** Material to process **
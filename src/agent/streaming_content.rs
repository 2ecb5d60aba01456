//! Live preview of a `content` string inside tool-call arguments that are still streaming.

const KEY: &str = "\"content\"";

/// Returns the decoded value of the first `"content"` key in a possibly
/// truncated JSON text, as far as it has arrived.
///
/// `None` until the key, its colon and the value's opening quote are all
/// present. Escapes decode once complete; a partial trailing escape is held
/// back. The first occurrence wins even when it sits in a nested object, so
/// this is a preview heuristic, not a JSON-path lookup.
pub fn extract_streaming_content(partial: &str) -> Option<String> {
    let key_at = partial.find(KEY)?;
    let rest = partial[key_at + KEY.len()..].trim_start();
    let rest = rest.strip_prefix(':')?.trim_start();
    let body = rest.strip_prefix('"')?;

    let mut out = String::with_capacity(body.len());
    let mut chars = body.chars();
    while let Some(c) = chars.next() {
        match c {
            '"' => break,
            '\\' => {
                let Some(esc) = chars.next() else { break };
                match esc {
                    'n' => out.push('\n'),
                    't' => out.push('\t'),
                    'r' => out.push('\r'),
                    'b' => out.push('\u{0008}'),
                    'f' => out.push('\u{000C}'),
                    'u' => {
                        let hex: String = chars.by_ref().take(4).collect();
                        if hex.chars().count() < 4 {
                            break;
                        }
                        match u32::from_str_radix(&hex, 16).ok().and_then(char::from_u32) {
                            Some(decoded) => out.push(decoded),
                            None => out.push(char::REPLACEMENT_CHARACTER),
                        }
                    }
                    other => out.push(other),
                }
            }
            other => out.push(other),
        }
    }
    Some(out)
}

** Task to carry out **
Return all of the entries exactly as they were supplied.

** Output of the exercise **
filename src/agent/streaming_content.rs
repository 2ecb5d60aba01456
//! Live preview of a `content` string inside tool-call arguments that are still streaming.

const KEY: &str = "\"content\"";

/// Returns the decoded value of the first `"content"` key in a possibly
/// truncated JSON text, as far as it has arrived.
///
/// `None` until the key, its colon and the value's opening quote are all
/// present. Escapes decode once complete; a partial trailing escape is held
/// back. The first occurrence wins even when it sits in a nested object, so
/// this is a preview heuristic, not a JSON-path lookup.
pub fn extract_streaming_content(partial: &str) -> Option<String> {
    let key_at = partial.find(KEY)?;
    let rest = partial[key_at + KEY.len()..].trim_start();
    let rest = rest.strip_prefix(':')?.trim_start();
    let body = rest.strip_prefix('"')?;

    let mut out = String::with_capacity(body.len());
    let mut chars = body.chars();
    while let Some(c) = chars.next() {
        match c {
            '"' => break,
            '\\' => {
                let Some(esc) = chars.next() else { break };
                match esc {
                    'n' => out.push('\n'),
                    't' => out.push('\t'),
                    'r' => out.push('\r'),
                    'b' => out.push('\u{0008}'),
                    'f' => out.push('\u{000C}'),
                    'u' => {
                        let hex: String = chars.by_ref().take(4).collect();
                        if hex.chars().count() < 4 {
                            break;
                        }
                        match u32::from_str_radix(&hex, 16).ok().and_then(char::from_u32) {
                            Some(decoded) => out.push(decoded),
                            None => out.push(char::REPLACEMENT_CHARACTER),
                        }
                    }
                    other => out.push(other),
                }
            }
            other => out.push(other),
        }
    }
    Some(out)
}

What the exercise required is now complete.